Medicines and Donating Blood
Please tell us if you are now taking, or if you have EVER taken, the following medications:
- Proscar (finasteride) – usually given for prostate gland enlargement
- Avodart, Jalyn (dutasteride) – usually given for prostate enlargement
- Propecia (finasteride) – usually given for baldness
- Accuate (Amnesteem, Clarvais, Sotret, isotretinoin) usuallygiven for severe acne
- Soriatane (acitretin) – usuallyg iven for severe psoriasis
- Tegison (etretinate) – usually given for severe psoriasis
- Growth hormone from human pituatar glands – used usually for children with delayed or impaired growth
- Insulin from cows (bovine or beef insulin) – used to treat diabetes
- Coumadin (warfarin) – given to prevent clot formation.
- Hepatitis B immune globulin – given following an exposure to hepatitis B (This is different from hepatitis B vaccine, which is a series of three injections given over a six month period to prevent future infection form exposures of hepatitis B).
- Experimental medication or unlicensed vaccine – usually associated with a research protocol).
If you would like to know why these medicines affect you as a blood donor:
- If you have taken, or are taking Proscar, Avodart, Jalyn, Propecia, Accuatane, Soriatane or Tegison, these medications can cause birth defects.
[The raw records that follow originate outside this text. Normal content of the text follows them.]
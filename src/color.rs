use std::fmt;

use clap::ValueEnum;
use image::{Rgb, RgbImage};
use rand::{rngs::StdRng, Rng, SeedableRng};
use serde::{Serialize, Serializer};
use tracing::debug;

/// Reported when the crop holds nothing but masked (pure black) pixels.
pub const FALLBACK_COLOR: HexColor = HexColor(Rgb([0x80, 0x80, 0x80]));

const MASK_COLOR: [u8; 3] = [0, 0, 0];
const MAX_ITERATIONS: usize = 300;
const TOLERANCE: f64 = 1e-4;

#[derive(Debug, Clone, Copy, PartialEq, Eq)]
pub struct HexColor(pub Rgb<u8>);

impl fmt::Display for HexColor {
    fn fmt(&self, f: &mut fmt::Formatter<'_>) -> fmt::Result {
        let Rgb([r, g, b]) = self.0;
        write!(f, "#{r:02X}{g:02X}{b:02X}")
    }
}

impl Serialize for HexColor {
    fn serialize<S: Serializer>(&self, serializer: S) -> Result<S::Ok, S::Error> {
        serializer.collect_str(self)
    }
}

/// Which cluster of the fit is reported as the dominant color.
#[derive(Debug, Clone, Copy, PartialEq, Eq, Default, ValueEnum)]
pub enum ColorStrategy {
    /// Centroid of cluster 0, whatever its size.
    #[default]
    FirstCluster,
    /// Centroid of the cluster with the most pixels.
    LargestCluster,
}

#[derive(Debug, Clone, Copy, PartialEq, Eq)]
pub struct ClusterSettings {
    pub clusters: usize,
    pub restarts: usize,
    pub seed: u64,
    pub strategy: ColorStrategy,
}

impl Default for ClusterSettings {
    fn default() -> Self {
        Self {
            clusters: 3,
            restarts: 10,
            seed: 0,
            strategy: ColorStrategy::FirstCluster,
        }
    }
}

#[derive(Debug, Clone, PartialEq)]
pub struct KMeansFit {
    pub centroids: Vec<[f64; 3]>,
    pub counts: Vec<usize>,
    pub inertia: f64,
}

impl KMeansFit {
    fn pick(&self, strategy: ColorStrategy) -> Option<[f64; 3]> {
        let index = match strategy {
            ColorStrategy::FirstCluster => 0,
            ColorStrategy::LargestCluster => self
                .counts
                .iter()
                .enumerate()
                .fold(None, |best: Option<(usize, usize)>, (i, &c)| match best {
                    Some((_, b)) if c <= b => best,
                    _ => Some((i, c)),
                })
                .map(|(i, _)| i)?,
        };
        self.centroids.get(index).copied()
    }
}

/// Dominant color of `image`, ignoring pure black pixels.
pub fn dominant_color(image: &RgbImage, settings: &ClusterSettings) -> HexColor {
    let pixels = unmasked_pixels(image);
    if pixels.is_empty() {
        debug!("no unmasked pixels, using fallback color");
        return FALLBACK_COLOR;
    }

    let Some(fit) = kmeans(&pixels, settings.clusters, settings.restarts, settings.seed) else {
        return FALLBACK_COLOR;
    };
    debug!(counts = ?fit.counts, inertia = fit.inertia, "color clusters");

    fit.pick(settings.strategy)
        .map(centroid_to_color)
        .unwrap_or(FALLBACK_COLOR)
}

fn unmasked_pixels(image: &RgbImage) -> Vec<[f64; 3]> {
    image
        .pixels()
        .filter(|p| p.0 != MASK_COLOR)
        .map(|&Rgb([r, g, b])| [f64::from(r), f64::from(g), f64::from(b)])
        .collect()
}

/// Channels are truncated toward zero; `as` saturates out-of-range values.
fn centroid_to_color(centroid: [f64; 3]) -> HexColor {
    HexColor(Rgb(centroid.map(|c| c as u8)))
}

/// Lloyd's k-means with k-means++ seeding, run `restarts` times from one
/// seeded RNG; the fit with the lowest inertia wins. `k` is capped at the
/// number of points.
pub fn kmeans(points: &[[f64; 3]], k: usize, restarts: usize, seed: u64) -> Option<KMeansFit> {
    if points.is_empty() || k == 0 {
        return None;
    }
    let k = k.min(points.len());
    let tolerance = TOLERANCE * mean_variance(points);
    let mut rng = StdRng::seed_from_u64(seed);

    (0..restarts.max(1))
        .map(|_| {
            let centroids = kmeans_plus_plus(points, k, &mut rng);
            lloyd(points, centroids, tolerance)
        })
        .fold(None, |best: Option<KMeansFit>, fit| match best {
            Some(b) if b.inertia <= fit.inertia => Some(b),
            _ => Some(fit),
        })
}

fn kmeans_plus_plus(points: &[[f64; 3]], k: usize, rng: &mut StdRng) -> Vec<[f64; 3]> {
    let mut centroids = Vec::with_capacity(k);
    centroids.push(points[rng.gen_range(0..points.len())]);

    let mut distances: Vec<f64> = points
        .iter()
        .map(|p| squared_distance(p, &centroids[0]))
        .collect();

    while centroids.len() < k {
        let total: f64 = distances.iter().sum();
        let next = if total > 0.0 {
            let mut target = rng.gen::<f64>() * total;
            distances
                .iter()
                .position(|&d| {
                    target -= d;
                    target <= 0.0
                })
                .unwrap_or(points.len() - 1)
        } else {
            // every point already sits on a centroid
            rng.gen_range(0..points.len())
        };

        let centroid = points[next];
        for (d, p) in distances.iter_mut().zip(points) {
            *d = d.min(squared_distance(p, &centroid));
        }
        centroids.push(centroid);
    }
    centroids
}

fn lloyd(points: &[[f64; 3]], mut centroids: Vec<[f64; 3]>, tolerance: f64) -> KMeansFit {
    let k = centroids.len();
    let mut labels = vec![0usize; points.len()];

    for _ in 0..MAX_ITERATIONS {
        assign(points, &centroids, &mut labels);

        let mut sums = vec![[0.0f64; 3]; k];
        let mut counts = vec![0usize; k];
        for (p, &label) in points.iter().zip(&labels) {
            for c in 0..3 {
                sums[label][c] += p[c];
            }
            counts[label] += 1;
        }

        let mut shift = 0.0;
        for (i, centroid) in centroids.iter_mut().enumerate() {
            // empty clusters keep their previous position
            if counts[i] == 0 {
                continue;
            }
            let n = counts[i] as f64;
            let updated = sums[i].map(|s| s / n);
            shift += squared_distance(centroid, &updated);
            *centroid = updated;
        }

        if shift <= tolerance {
            break;
        }
    }

    let inertia = assign(points, &centroids, &mut labels);
    let mut counts = vec![0usize; k];
    for &label in &labels {
        counts[label] += 1;
    }

    KMeansFit {
        centroids,
        counts,
        inertia,
    }
}

/// Labels every point with its nearest centroid and returns the inertia.
fn assign(points: &[[f64; 3]], centroids: &[[f64; 3]], labels: &mut [usize]) -> f64 {
    let mut inertia = 0.0;
    for (p, label) in points.iter().zip(labels.iter_mut()) {
        let (nearest, distance) = centroids
            .iter()
            .enumerate()
            .map(|(i, c)| (i, squared_distance(p, c)))
            .fold((0, f64::INFINITY), |best, cur| if cur.1 < best.1 { cur } else { best });
        *label = nearest;
        inertia += distance;
    }
    inertia
}

fn mean_variance(points: &[[f64; 3]]) -> f64 {
    let n = points.len() as f64;
    let mut variance = 0.0;
    for c in 0..3 {
        let mean = points.iter().map(|p| p[c]).sum::<f64>() / n;
        variance += points.iter().map(|p| (p[c] - mean).powi(2)).sum::<f64>() / n;
    }
    variance / 3.0
}

fn squared_distance(a: &[f64; 3], b: &[f64; 3]) -> f64 {
    (0..3).map(|c| (a[c] - b[c]).powi(2)).sum()
}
Your donated blood could contain high enough levels to damage the unborn baby if transferred to a pregnant woman. Once the medication has been cleared from your blood, you may donate again. Following the last dose, the deferral period is one month for Proscar, Propecia and Accutane. It is six months for Avodart and Jayln. It is three years for Soriatane. Tegison is a permanent deferral.
- Growth hormone for human pituitary glands was prescribed for children with delayed or impaired growth. The hormone was obtained from human pituitary glands, which are found in the brain. Some people who took this hormone developed a rare nervous condition called Creutzfeldt-Jakob Disease. The deferral is permanent.
- Insulin from cows (bovine or beef insulin) is an injected material used to treat diabetes. If this insulin was imported into the United States from countries in which “Mad Cow Disease” has been found, it could contain material from infected cattle. The deferral is permanent.
- Hepatitis B Immune Globulin (HBIG) is an injected material used to prevent infection following an exposure to hepatitis B. HBIG does not prevent hepatitis B infection in every case. Therefore, persons who have received HBIG must wait 12 months to donate blood to be sure they are not infected since hepatitis B can be transmitted through transfusion to a patient.
- Experimental medication or unlicensed vaccine is usually associated with a research protocol and the effect on blood donation is unknown. Deferral is one year, unless otherwise indicated by a medical director.